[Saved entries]
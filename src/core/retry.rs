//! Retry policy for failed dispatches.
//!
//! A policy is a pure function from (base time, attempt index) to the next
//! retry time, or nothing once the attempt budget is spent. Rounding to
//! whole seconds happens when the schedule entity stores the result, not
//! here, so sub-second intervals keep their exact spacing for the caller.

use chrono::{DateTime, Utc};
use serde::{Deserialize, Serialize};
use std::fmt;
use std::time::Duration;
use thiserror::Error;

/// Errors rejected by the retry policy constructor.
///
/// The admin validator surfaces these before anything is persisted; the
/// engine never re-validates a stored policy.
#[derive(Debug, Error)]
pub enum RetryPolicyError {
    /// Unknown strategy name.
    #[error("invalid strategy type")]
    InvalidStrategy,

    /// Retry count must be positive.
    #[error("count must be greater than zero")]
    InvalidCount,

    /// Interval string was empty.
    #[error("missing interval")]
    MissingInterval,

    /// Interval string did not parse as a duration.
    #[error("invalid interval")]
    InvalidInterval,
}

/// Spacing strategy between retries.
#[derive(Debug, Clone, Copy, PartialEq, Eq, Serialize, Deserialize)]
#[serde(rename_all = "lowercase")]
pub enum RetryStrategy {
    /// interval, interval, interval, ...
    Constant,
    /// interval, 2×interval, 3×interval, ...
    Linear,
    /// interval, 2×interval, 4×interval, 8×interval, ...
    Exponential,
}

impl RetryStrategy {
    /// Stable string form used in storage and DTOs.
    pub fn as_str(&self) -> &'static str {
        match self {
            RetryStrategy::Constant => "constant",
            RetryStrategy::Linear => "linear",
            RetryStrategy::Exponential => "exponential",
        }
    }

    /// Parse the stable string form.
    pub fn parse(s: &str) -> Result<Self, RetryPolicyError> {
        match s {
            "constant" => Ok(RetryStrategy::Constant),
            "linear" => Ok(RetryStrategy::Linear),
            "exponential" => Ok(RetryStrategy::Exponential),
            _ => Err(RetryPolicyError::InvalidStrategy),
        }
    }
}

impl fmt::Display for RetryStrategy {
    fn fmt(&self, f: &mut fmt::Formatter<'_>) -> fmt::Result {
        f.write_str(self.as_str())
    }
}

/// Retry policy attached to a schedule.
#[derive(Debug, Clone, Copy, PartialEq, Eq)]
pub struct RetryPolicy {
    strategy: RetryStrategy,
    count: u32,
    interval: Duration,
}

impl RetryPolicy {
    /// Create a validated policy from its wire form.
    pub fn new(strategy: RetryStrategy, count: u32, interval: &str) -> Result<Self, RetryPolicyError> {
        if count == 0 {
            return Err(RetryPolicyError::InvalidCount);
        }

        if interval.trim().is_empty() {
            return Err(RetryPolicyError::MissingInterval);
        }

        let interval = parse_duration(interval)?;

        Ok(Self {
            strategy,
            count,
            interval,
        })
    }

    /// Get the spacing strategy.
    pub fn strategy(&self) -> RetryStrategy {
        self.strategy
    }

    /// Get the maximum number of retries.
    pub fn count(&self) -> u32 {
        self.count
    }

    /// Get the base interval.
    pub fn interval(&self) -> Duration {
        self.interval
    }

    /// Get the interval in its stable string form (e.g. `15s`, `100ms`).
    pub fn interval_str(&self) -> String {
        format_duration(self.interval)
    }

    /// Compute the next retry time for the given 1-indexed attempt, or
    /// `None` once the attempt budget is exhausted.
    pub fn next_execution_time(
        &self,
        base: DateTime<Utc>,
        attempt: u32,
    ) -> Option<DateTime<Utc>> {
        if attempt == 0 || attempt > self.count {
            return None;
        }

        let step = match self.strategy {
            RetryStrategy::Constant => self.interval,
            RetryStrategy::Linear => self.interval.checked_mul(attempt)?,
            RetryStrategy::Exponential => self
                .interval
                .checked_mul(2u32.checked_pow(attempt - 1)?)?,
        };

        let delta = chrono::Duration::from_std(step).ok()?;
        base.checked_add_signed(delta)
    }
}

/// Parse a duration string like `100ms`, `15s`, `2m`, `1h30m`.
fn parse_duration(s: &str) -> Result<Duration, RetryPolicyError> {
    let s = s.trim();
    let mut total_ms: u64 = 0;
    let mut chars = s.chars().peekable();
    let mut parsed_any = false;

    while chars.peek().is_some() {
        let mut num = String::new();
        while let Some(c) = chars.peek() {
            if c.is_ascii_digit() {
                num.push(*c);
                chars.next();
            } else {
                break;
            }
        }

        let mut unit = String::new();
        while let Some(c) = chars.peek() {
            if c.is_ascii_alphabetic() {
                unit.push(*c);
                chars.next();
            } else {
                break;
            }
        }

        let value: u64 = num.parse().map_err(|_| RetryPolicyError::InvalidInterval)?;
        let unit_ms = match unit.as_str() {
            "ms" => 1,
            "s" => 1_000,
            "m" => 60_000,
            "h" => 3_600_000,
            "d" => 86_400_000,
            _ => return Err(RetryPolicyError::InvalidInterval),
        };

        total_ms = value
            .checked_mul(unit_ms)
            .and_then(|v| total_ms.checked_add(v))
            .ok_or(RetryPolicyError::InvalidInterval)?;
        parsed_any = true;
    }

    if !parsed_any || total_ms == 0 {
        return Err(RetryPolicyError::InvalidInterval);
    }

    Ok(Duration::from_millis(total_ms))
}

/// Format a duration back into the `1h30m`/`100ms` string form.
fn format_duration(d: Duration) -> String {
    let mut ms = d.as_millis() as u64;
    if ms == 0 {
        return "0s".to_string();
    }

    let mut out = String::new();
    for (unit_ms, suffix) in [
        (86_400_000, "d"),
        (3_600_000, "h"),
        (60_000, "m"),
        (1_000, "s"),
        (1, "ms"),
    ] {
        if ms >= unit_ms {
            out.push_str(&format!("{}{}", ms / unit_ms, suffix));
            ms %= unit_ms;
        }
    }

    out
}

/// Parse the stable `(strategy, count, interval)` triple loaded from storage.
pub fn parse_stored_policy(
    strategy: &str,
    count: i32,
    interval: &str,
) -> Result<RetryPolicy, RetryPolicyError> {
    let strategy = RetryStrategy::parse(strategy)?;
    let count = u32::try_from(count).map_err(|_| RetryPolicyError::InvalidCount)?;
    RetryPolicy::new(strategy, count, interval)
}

▶ _Problem to solve_: Each line of the data needs to be repeated exactly.

▶ _Output_:
filename src/core/retry.rs
//! Retry policy for failed dispatches.
//!
//! A policy is a pure function from (base time, attempt index) to the next
//! retry time, or nothing once the attempt budget is spent. Rounding to
//! whole seconds happens when the schedule entity stores the result, not
//! here, so sub-second intervals keep their exact spacing for the caller.

use chrono::{DateTime, Utc};
use serde::{Deserialize, Serialize};
use std::fmt;
use std::time::Duration;
use thiserror::Error;

/// Errors rejected by the retry policy constructor.
///
/// The admin validator surfaces these before anything is persisted; the
/// engine never re-validates a stored policy.
#[derive(Debug, Error)]
pub enum RetryPolicyError {
    /// Unknown strategy name.
    #[error("invalid strategy type")]
    InvalidStrategy,

    /// Retry count must be positive.
    #[error("count must be greater than zero")]
    InvalidCount,

    /// Interval string was empty.
    #[error("missing interval")]
    MissingInterval,

    /// Interval string did not parse as a duration.
    #[error("invalid interval")]
    InvalidInterval,
}

/// Spacing strategy between retries.
#[derive(Debug, Clone, Copy, PartialEq, Eq, Serialize, Deserialize)]
#[serde(rename_all = "lowercase")]
pub enum RetryStrategy {
    /// interval, interval, interval, ...
    Constant,
    /// interval, 2×interval, 3×interval, ...
    Linear,
    /// interval, 2×interval, 4×interval, 8×interval, ...
    Exponential,
}

impl RetryStrategy {
    /// Stable string form used in storage and DTOs.
    pub fn as_str(&self) -> &'static str {
        match self {
            RetryStrategy::Constant => "constant",
            RetryStrategy::Linear => "linear",
            RetryStrategy::Exponential => "exponential",
        }
    }

    /// Parse the stable string form.
    pub fn parse(s: &str) -> Result<Self, RetryPolicyError> {
        match s {
            "constant" => Ok(RetryStrategy::Constant),
            "linear" => Ok(RetryStrategy::Linear),
            "exponential" => Ok(RetryStrategy::Exponential),
            _ => Err(RetryPolicyError::InvalidStrategy),
        }
    }
}

impl fmt::Display for RetryStrategy {
    fn fmt(&self, f: &mut fmt::Formatter<'_>) -> fmt::Result {
        f.write_str(self.as_str())
    }
}

/// Retry policy attached to a schedule.
#[derive(Debug, Clone, Copy, PartialEq, Eq)]
pub struct RetryPolicy {
    strategy: RetryStrategy,
    count: u32,
    interval: Duration,
}

impl RetryPolicy {
    /// Create a validated policy from its wire form.
    pub fn new(strategy: RetryStrategy, count: u32, interval: &str) -> Result<Self, RetryPolicyError> {
        if count == 0 {
            return Err(RetryPolicyError::InvalidCount);
        }

        if interval.trim().is_empty() {
            return Err(RetryPolicyError::MissingInterval);
        }

        let interval = parse_duration(interval)?;

        Ok(Self {
            strategy,
            count,
            interval,
        })
    }

    /// Get the spacing strategy.
    pub fn strategy(&self) -> RetryStrategy {
        self.strategy
    }

    /// Get the maximum number of retries.
    pub fn count(&self) -> u32 {
        self.count
    }

    /// Get the base interval.
    pub fn interval(&self) -> Duration {
        self.interval
    }

    /// Get the interval in its stable string form (e.g. `15s`, `100ms`).
    pub fn interval_str(&self) -> String {
        format_duration(self.interval)
    }

    /// Compute the next retry time for the given 1-indexed attempt, or
    /// `None` once the attempt budget is exhausted.
    pub fn next_execution_time(
        &self,
        base: DateTime<Utc>,
        attempt: u32,
    ) -> Option<DateTime<Utc>> {
        if attempt == 0 || attempt > self.count {
            return None;
        }

        let step = match self.strategy {
            RetryStrategy::Constant => self.interval,
            RetryStrategy::Linear => self.interval.checked_mul(attempt)?,
            RetryStrategy::Exponential => self
                .interval
                .checked_mul(2u32.checked_pow(attempt - 1)?)?,
        };

        let delta = chrono::Duration::from_std(step).ok()?;
        base.checked_add_signed(delta)
    }
}

/// Parse a duration string like `100ms`, `15s`, `2m`, `1h30m`.
fn parse_duration(s: &str) -> Result<Duration, RetryPolicyError> {
    let s = s.trim();
    let mut total_ms: u64 = 0;
    let mut chars = s.chars().peekable();
    let mut parsed_any = false;

    while chars.peek().is_some() {
        let mut num = String::new();
        while let Some(c) = chars.peek() {
            if c.is_ascii_digit() {
                num.push(*c);
                chars.next();
            } else {
                break;
            }
        }

        let mut unit = String::new();
        while let Some(c) = chars.peek() {
            if c.is_ascii_alphabetic() {
                unit.push(*c);
                chars.next();
            } else {
                break;
            }
        }

        let value: u64 = num.parse().map_err(|_| RetryPolicyError::InvalidInterval)?;
        let unit_ms = match unit.as_str() {
            "ms" => 1,
            "s" => 1_000,
            "m" => 60_000,
            "h" => 3_600_000,
            "d" => 86_400_000,
            _ => return Err(RetryPolicyError::InvalidInterval),
        };

        total_ms = value
            .checked_mul(unit_ms)
            .and_then(|v| total_ms.checked_add(v))
            .ok_or(RetryPolicyError::InvalidInterval)?;
        parsed_any = true;
    }

    if !parsed_any || total_ms == 0 {
        return Err(RetryPolicyError::InvalidInterval);
    }

    Ok(Duration::from_millis(total_ms))
}

/// Format a duration back into the `1h30m`/`100ms` string form.
fn format_duration(d: Duration) -> String {
    let mut ms = d.as_millis() as u64;
    if ms == 0 {
        return "0s".to_string();
    }

    let mut out = String::new();
    for (unit_ms, suffix) in [
        (86_400_000, "d"),
        (3_600_000, "h"),
        (60_000, "m"),
        (1_000, "s"),
        (1, "ms"),
    ] {
        if ms >= unit_ms {
            out.push_str(&format!("{}{}", ms / unit_ms, suffix));
            ms %= unit_ms;
        }
    }

    out
}

/// Parse the stable `(strategy, count, interval)` triple loaded from storage.
pub fn parse_stored_policy(
    strategy: &str,
    count: i32,
    interval: &str,
) -> Result<RetryPolicy, RetryPolicyError> {
    let strategy = RetryStrategy::parse(strategy)?;
    let count = u32::try_from(count).map_err(|_| RetryPolicyError::InvalidCount)?;
    RetryPolicy::new(strategy, count, interval)
}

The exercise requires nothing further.